David Cameron caused a stir last week when he finally hopped aboard the social media bandwagon. This move was quite unexpected as he was famously quoted as saying that “too many tweets might make a tw*t” in a radio interview. He was of course referring to those who use Twitter in an absent-minded way and don’t realise the significance of social broadcasting. Cameron’s twitter account is only 12 tweets old, and so far he’s amassed over 113,000 followers, while only following 35 users.

In the same week a report was released by Parliament Street which aims to give politicians guidelines to follow for effective social media usage. The report was commissioned to give politicians a helping hand in reaching out to their constituents and addressing the problem of apathy among voters. So far, Cameron seems to be falling short on many of the suggestions offered in the report. His twitter feed, although only 12 tweets long, is dry, lacks any sense of personality and appears overly scripted and one-directional.

He’s not entirely to blame, as he’s been subject to a barrage of abuse since his first tweet; it would be difficult to engage in any meaningful conversation amidst all the name-calling. The report clearly highlights the importance of not getting sucked in to a “slanging match” online, as this will be broadcast to all of your followers, and most likely re-tweeted further afield. “Kill them with kindness is a good benchmark to go by” is the advice given in the report.

Given the public response to Cameron’s new venture into social media, it might be fair to assume that some people just aren’t cut out to have a presence on Twitter. Being funny, informative, thought-provoking and interesting in 140 characters or less is difficult. And if you’re not very popular to start with, it would take a PR miracle to help turn public opinion long enough to engage in any meaningful dialogue.

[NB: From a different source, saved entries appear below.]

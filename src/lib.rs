pub mod adapters;
pub mod config;
pub mod core;
pub mod domain;
pub mod utils;

#[cfg(feature = "cli")]
pub use config::{CliConfig, Condition};
pub use config::toml_config::TomlConfig;

pub use adapters::http::{FormLogin, HttpProbe};
pub use core::poller::{await_condition, PollPlan, PollProgress, PollReport, PollState};
pub use core::verify::SyncVerifier;
pub use utils::error::{ProbeError, Result};
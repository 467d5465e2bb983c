use tracing_subscriber::{layer::SubscriberExt, util::SubscriberInitExt, EnvFilter};

pub fn init_cli_logger(verbose: bool) {
    let filter = if verbose {
        EnvFilter::try_from_default_env()
            .unwrap_or_else(|_| EnvFilter::new("sync_probe=debug,info"))
    } else {
        EnvFilter::try_from_default_env().unwrap_or_else(|_| EnvFilter::new("sync_probe=info"))
    };

    tracing_subscriber::registry()
        .with(filter)
        .with(
            tracing_subscriber::fmt::layer()
                .with_target(false)
                .with_thread_ids(false)
                .with_file(false)
                .with_line_number(false)
                .compact(),
        )
        .init();
}
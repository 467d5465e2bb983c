use crate::domain::ports::Fetcher;
use crate::utils::error::{ProbeError, Result};
use crate::utils::validation::{validate_non_empty_string, validate_positive_number};
use serde::Serialize;
use std::panic::{catch_unwind, AssertUnwindSafe};
use std::time::Duration;
use tokio::time::{sleep, Instant};

#[derive(Debug, Clone, Copy, PartialEq, Eq)]
pub enum PollState {
    Polling,
    Succeeded,
    TimedOut,
}

/// Attempt bookkeeping for one poll, kept separate from any network code so
/// the termination logic is testable on its own. Succeeded and TimedOut are
/// terminal; further records are ignored.
#[derive(Debug)]
pub struct PollProgress {
    max_attempts: u32,
    attempts: u32,
    state: PollState,
}

impl PollProgress {
    pub fn new(max_attempts: u32) -> Self {
        Self {
            max_attempts,
            attempts: 0,
            state: PollState::Polling,
        }
    }

    /// Record the outcome of one probe and return the resulting state.
    pub fn record(&mut self, satisfied: bool) -> PollState {
        if self.state != PollState::Polling {
            return self.state;
        }
        self.attempts += 1;
        if satisfied {
            self.state = PollState::Succeeded;
        } else if self.attempts >= self.max_attempts {
            self.state = PollState::TimedOut;
        }
        self.state
    }

    pub fn attempts(&self) -> u32 {
        self.attempts
    }

    pub fn state(&self) -> PollState {
        self.state
    }
}

/// One bounded poll against a single resource. Created per verification and
/// discarded after it resolves.
#[derive(Debug, Clone)]
pub struct PollPlan {
    pub target: String,
    pub max_attempts: u32,
    pub interval: Duration,
}

impl PollPlan {
    pub fn new(target: impl Into<String>, max_attempts: u32, interval: Duration) -> Result<Self> {
        let target = target.into();
        validate_non_empty_string("target", &target)?;
        validate_positive_number("max_attempts", u64::from(max_attempts), 1)?;
        Ok(Self {
            target,
            max_attempts,
            interval,
        })
    }
}

#[derive(Debug, Clone, PartialEq, Eq, Serialize)]
pub struct PollReport {
    pub attempts: u32,
    pub elapsed_ms: u64,
}

/// Poll `plan.target` until `predicate` holds for a 2xx response body.
///
/// Each attempt fetches the target, treating transport errors and non-2xx
/// statuses as "condition not yet met". The predicate only sees successful
/// bodies; if it panics (half-rendered intermediate state), that attempt
/// counts as unmet. The first probe fires immediately and the interval is
/// only slept between attempts, so success on attempt k costs (k-1)
/// intervals and no more.
///
/// Resolves with the attempt count on success, or `TimeoutExceeded` carrying
/// the last observed status/body/error once the attempt budget is spent.
pub async fn await_condition<F, P>(fetcher: &F, plan: &PollPlan, predicate: P) -> Result<PollReport>
where
    F: Fetcher + ?Sized,
    P: Fn(&str) -> bool,
{
    let started = Instant::now();
    let mut progress = PollProgress::new(plan.max_attempts);
    let mut last_status: Option<u16> = None;
    let mut last_body: Option<String> = None;
    let mut last_error: Option<String> = None;

    loop {
        let satisfied = match fetcher.fetch(&plan.target).await {
            Ok(response) => {
                last_status = Some(response.status);
                last_error = None;
                let hit = response.is_success() && evaluate(&predicate, &response.body);
                last_body = Some(response.body);
                hit
            }
            Err(e) => {
                tracing::debug!("probe against '{}' failed: {}", plan.target, e);
                last_error = Some(e.to_string());
                false
            }
        };

        match progress.record(satisfied) {
            PollState::Succeeded => {
                return Ok(PollReport {
                    attempts: progress.attempts(),
                    elapsed_ms: started.elapsed().as_millis() as u64,
                });
            }
            PollState::TimedOut => {
                return Err(ProbeError::TimeoutExceeded {
                    attempts: progress.attempts(),
                    last_status,
                    last_body,
                    last_error,
                });
            }
            PollState::Polling => {
                tracing::debug!(
                    "condition not met yet, retrying ({}/{})",
                    progress.attempts(),
                    plan.max_attempts
                );
                if !plan.interval.is_zero() {
                    sleep(plan.interval).await;
                }
            }
        }
    }
}

fn evaluate<P: Fn(&str) -> bool>(predicate: &P, body: &str) -> bool {
    match catch_unwind(AssertUnwindSafe(|| predicate(body))) {
        Ok(hit) => hit,
        Err(_) => {
            tracing::debug!("predicate panicked, treating attempt as unmet");
            false
        }
    }
}
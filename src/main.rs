use clap::Parser;
use sync_probe::domain::ports::{Fetcher, SessionProvider};
use sync_probe::utils::validation::{validate_required_field, Validate};
use sync_probe::utils::logger;
use sync_probe::{CliConfig, Condition, FormLogin, HttpProbe, ProbeError, SyncVerifier, TomlConfig};

#[tokio::main]
async fn main() -> anyhow::Result<()> {
    let config = CliConfig::parse();

    logger::init_cli_logger(config.verbose);

    tracing::info!("Starting sync-probe");
    if config.verbose {
        tracing::debug!("CLI config: {:?}", config);
    }

    if let Err(e) = config.validate() {
        tracing::error!("Configuration validation failed: {}", e);
        eprintln!("{}", e);
        std::process::exit(2);
    }

    let (target, fetcher) = match resolve_target(&config).await {
        Ok(resolved) => resolved,
        Err(e) => {
            tracing::error!("Setup failed: {}", e);
            eprintln!("{}", e);
            std::process::exit(2);
        }
    };

    let verifier = SyncVerifier::new(fetcher, &config);
    let result = match config.condition()? {
        Condition::Contains(marker) => verifier.verify_content(&target, &marker).await,
        Condition::Absent(marker) => verifier.verify_content_missing(&target, &marker).await,
        Condition::Stock(level) => verifier.verify_stock(&target, level).await,
        Condition::Matches(pattern) => verifier.verify_matches(&target, &pattern).await,
    };

    match result {
        Ok(report) => {
            if config.json {
                println!("{}", serde_json::to_string(&report)?);
            } else {
                println!(
                    "Condition satisfied after {} attempts ({}ms)",
                    report.attempts, report.elapsed_ms
                );
            }
            Ok(())
        }
        Err(e @ ProbeError::TimeoutExceeded { .. }) => {
            if let Some(snippet) = e.last_observed_snippet() {
                tracing::error!("Last observed body: {}", snippet);
            }
            tracing::error!("{}", e);
            eprintln!("{}", e);
            std::process::exit(1);
        }
        Err(e) => {
            tracing::error!("{}", e);
            eprintln!("{}", e);
            std::process::exit(2);
        }
    }
}

/// Work out what to probe and how. A bare `--target` gets an anonymous
/// probe; a configured service with credentials gets a logged-in one.
async fn resolve_target(config: &CliConfig) -> sync_probe::Result<(String, Box<dyn Fetcher>)> {
    if let Some(target) = &config.target {
        return Ok((target.clone(), Box::new(HttpProbe::new())));
    }

    let file = validate_required_field("config", &config.config)?;
    let service_name = validate_required_field("service", &config.service)?;

    let services = TomlConfig::from_file(file)?;
    services.validate_config()?;
    let service = services.service(service_name)?;
    let target = service.url(&config.path);

    let fetcher: Box<dyn Fetcher> = if service.credentials.is_some() {
        FormLogin::with_timeout(services.request_timeout())
            .acquire(&service)
            .await?
    } else {
        Box::new(HttpProbe::with_timeout(services.request_timeout())?)
    };

    Ok((target, fetcher))
}
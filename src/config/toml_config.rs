use crate::domain::model::{Credentials, ServiceEndpoint};
use crate::domain::ports::ProbeConfig;
use crate::utils::error::{ProbeError, Result};
use serde::{Deserialize, Serialize};
use std::collections::HashMap;
use std::path::Path;
use std::time::Duration;

const DEFAULT_MAX_ATTEMPTS: u32 = 20;
const DEFAULT_INTERVAL_MS: u64 = 1000;
const DEFAULT_REQUEST_TIMEOUT_SECONDS: u64 = 30;
const DEFAULT_LOGIN_PATH: &str = "/login";

/// Services file describing the deployment under verification and the
/// default probe settings.
#[derive(Debug, Clone, Serialize, Deserialize)]
pub struct TomlConfig {
    pub probe: Option<ProbeDefaults>,
    pub services: HashMap<String, ServiceConfig>,
}

#[derive(Debug, Clone, Serialize, Deserialize)]
pub struct ProbeDefaults {
    pub max_attempts: Option<u32>,
    pub interval_ms: Option<u64>,
    pub request_timeout_seconds: Option<u64>,
}

#[derive(Debug, Clone, Serialize, Deserialize)]
pub struct ServiceConfig {
    pub base_url: String,
    pub login_path: Option<String>,
    pub username: Option<String>,
    pub password: Option<String>,
}

impl TomlConfig {
    pub fn from_file<P: AsRef<Path>>(path: P) -> Result<Self> {
        let content = std::fs::read_to_string(&path).map_err(ProbeError::IoError)?;
        Self::from_toml_str(&content)
    }

    pub fn from_toml_str(content: &str) -> Result<Self> {
        let processed_content = Self::substitute_env_vars(content)?;
        Ok(toml::from_str(&processed_content)?)
    }

    /// Replace `${VAR_NAME}` references with environment values, leaving
    /// unknown variables untouched.
    fn substitute_env_vars(content: &str) -> Result<String> {
        use regex::Regex;
        let re = Regex::new(r"\$\{([^}]+)\}").unwrap();

        let result = re.replace_all(content, |caps: &regex::Captures| {
            let var_name = &caps[1];
            std::env::var(var_name).unwrap_or_else(|_| format!("${{{}}}", var_name))
        });

        Ok(result.to_string())
    }

    pub fn validate_config(&self) -> Result<()> {
        if self.services.is_empty() {
            return Err(ProbeError::MissingConfigError {
                field: "services".to_string(),
            });
        }

        for (name, service) in &self.services {
            crate::utils::validation::validate_url(
                &format!("services.{}.base_url", name),
                &service.base_url,
            )?;
            if service.username.is_some() != service.password.is_some() {
                return Err(ProbeError::MissingConfigError {
                    field: format!("services.{}.username/password", name),
                });
            }
        }

        if let Some(probe) = &self.probe {
            if let Some(max_attempts) = probe.max_attempts {
                crate::utils::validation::validate_positive_number(
                    "probe.max_attempts",
                    u64::from(max_attempts),
                    1,
                )?;
            }
        }

        Ok(())
    }

    /// Resolve one configured service into an endpoint the session layer
    /// can log in to.
    pub fn service(&self, name: &str) -> Result<ServiceEndpoint> {
        let config = self
            .services
            .get(name)
            .ok_or_else(|| ProbeError::MissingConfigError {
                field: format!("services.{}", name),
            })?;

        let credentials = match (&config.username, &config.password) {
            (Some(username), Some(password)) => Some(Credentials {
                username: username.clone(),
                password: password.clone(),
            }),
            (None, None) => None,
            _ => {
                return Err(ProbeError::MissingConfigError {
                    field: format!("services.{}.username/password", name),
                })
            }
        };

        Ok(ServiceEndpoint {
            name: name.to_string(),
            base_url: config.base_url.clone(),
            login_path: config
                .login_path
                .clone()
                .unwrap_or_else(|| DEFAULT_LOGIN_PATH.to_string()),
            credentials,
        })
    }

    pub fn request_timeout(&self) -> Duration {
        let seconds = self
            .probe
            .as_ref()
            .and_then(|p| p.request_timeout_seconds)
            .unwrap_or(DEFAULT_REQUEST_TIMEOUT_SECONDS);
        Duration::from_secs(seconds)
    }
}

impl ProbeConfig for TomlConfig {
    fn max_attempts(&self) -> u32 {
        self.probe
            .as_ref()
            .and_then(|p| p.max_attempts)
            .unwrap_or(DEFAULT_MAX_ATTEMPTS)
    }

    fn interval(&self) -> Duration {
        let ms = self
            .probe
            .as_ref()
            .and_then(|p| p.interval_ms)
            .unwrap_or(DEFAULT_INTERVAL_MS);
        Duration::from_millis(ms)
    }
}

#[cfg(test)]
mod tests {
    use super::*;

    const SAMPLE: &str = r#"
[probe]
max_attempts = 40
interval_ms = 500

[services.webshop]
base_url = "https://reverse-proxy:8443"
username = "manager"
password = "password"

[services.product-management]
base_url = "https://reverse-proxy:8444"
login_path = "/login"
username = "manager"
password = "password"

[services.warehouse]
base_url = "https://reverse-proxy:8445"
username = "staff"
password = "password"

[services.order]
base_url = "https://reverse-proxy:8447"
username = "o-user"
password = "o-user"

[services.loyalty]
base_url = "https://reverse-proxy:8448"
"#;

    #[test]
    fn test_parses_services_and_defaults() {
        let config = TomlConfig::from_toml_str(SAMPLE).unwrap();
        config.validate_config().unwrap();

        assert_eq!(config.max_attempts(), 40);
        assert_eq!(config.interval(), Duration::from_millis(500));
        assert_eq!(config.request_timeout(), Duration::from_secs(30));
        assert_eq!(config.services.len(), 5);
    }

    #[test]
    fn test_resolves_service_endpoint() {
        let config = TomlConfig::from_toml_str(SAMPLE).unwrap();
        let warehouse = config.service("warehouse").unwrap();

        assert_eq!(warehouse.base_url, "https://reverse-proxy:8445");
        assert_eq!(warehouse.login_url(), "https://reverse-proxy:8445/login");
        assert_eq!(warehouse.credentials.unwrap().username, "staff");

        let loyalty = config.service("loyalty").unwrap();
        assert!(loyalty.credentials.is_none());

        assert!(config.service("unknown").is_err());
    }

    #[test]
    fn test_defaults_apply_without_probe_section() {
        let config = TomlConfig::from_toml_str(
            r#"
[services.webshop]
base_url = "http://webshop-demo:8000"
"#,
        )
        .unwrap();

        assert_eq!(config.max_attempts(), 20);
        assert_eq!(config.interval(), Duration::from_millis(1000));
    }

    #[test]
    fn test_rejects_invalid_base_url() {
        let config = TomlConfig::from_toml_str(
            r#"
[services.webshop]
base_url = "not-a-url"
"#,
        )
        .unwrap();

        assert!(config.validate_config().is_err());
    }

    #[test]
    fn test_rejects_password_without_username() {
        let config = TomlConfig::from_toml_str(
            r#"
[services.webshop]
base_url = "https://reverse-proxy:8443"
password = "password"
"#,
        )
        .unwrap();

        assert!(config.validate_config().is_err());
        assert!(config.service("webshop").is_err());
    }

    #[test]
    fn test_env_var_substitution() {
        std::env::set_var("SYNC_PROBE_TEST_PASSWORD", "s3cret");
        let config = TomlConfig::from_toml_str(
            r#"
[services.webshop]
base_url = "https://reverse-proxy:8443"
username = "manager"
password = "${SYNC_PROBE_TEST_PASSWORD}"
"#,
        )
        .unwrap();

        let webshop = config.service("webshop").unwrap();
        assert_eq!(webshop.credentials.unwrap().password, "s3cret");
    }

    #[test]
    fn test_unknown_env_var_left_as_is() {
        let config = TomlConfig::from_toml_str(
            r#"
[services.webshop]
base_url = "https://reverse-proxy:8443"
username = "manager"
password = "${SYNC_PROBE_UNSET_VAR}"
"#,
        )
        .unwrap();

        let webshop = config.service("webshop").unwrap();
        assert_eq!(
            webshop.credentials.unwrap().password,
            "${SYNC_PROBE_UNSET_VAR}"
        );
    }

    #[test]
    fn test_from_file_round_trip() {
        let dir = tempfile::tempdir().unwrap();
        let path = dir.path().join("services.toml");
        std::fs::write(&path, SAMPLE).unwrap();

        let config = TomlConfig::from_file(&path).unwrap();
        assert!(config.services.contains_key("webshop"));

        assert!(TomlConfig::from_file(dir.path().join("missing.toml")).is_err());
    }
}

What’s interesting about the report is that the guidelines could easily be applied to anyone in the public eye – there’s no reason to say that it only applies to politicians. So if you’re looking for a quick refresher in Twitter PR, here’s the key take-away from the report.

Social Media Advice For Public Figures

1. You can just use social media as a one way communication tool, but this isn’t advisable. However, it is better than not being on social media at all.

2. If someone mentions you in a good light, it’s good etiquette to thank them.

3. Don’t drink and tweet – it’s best to not allow yourself any access to your twitter account after a certain time, as a few drinks in your system can make you think you’re a lot funnier than you really are.

4. Don’t respond emotionally to abusive tweets, and don’t be too quick to block users just for sending less than flattering tweets.

5. Get your head about social media or get left behind.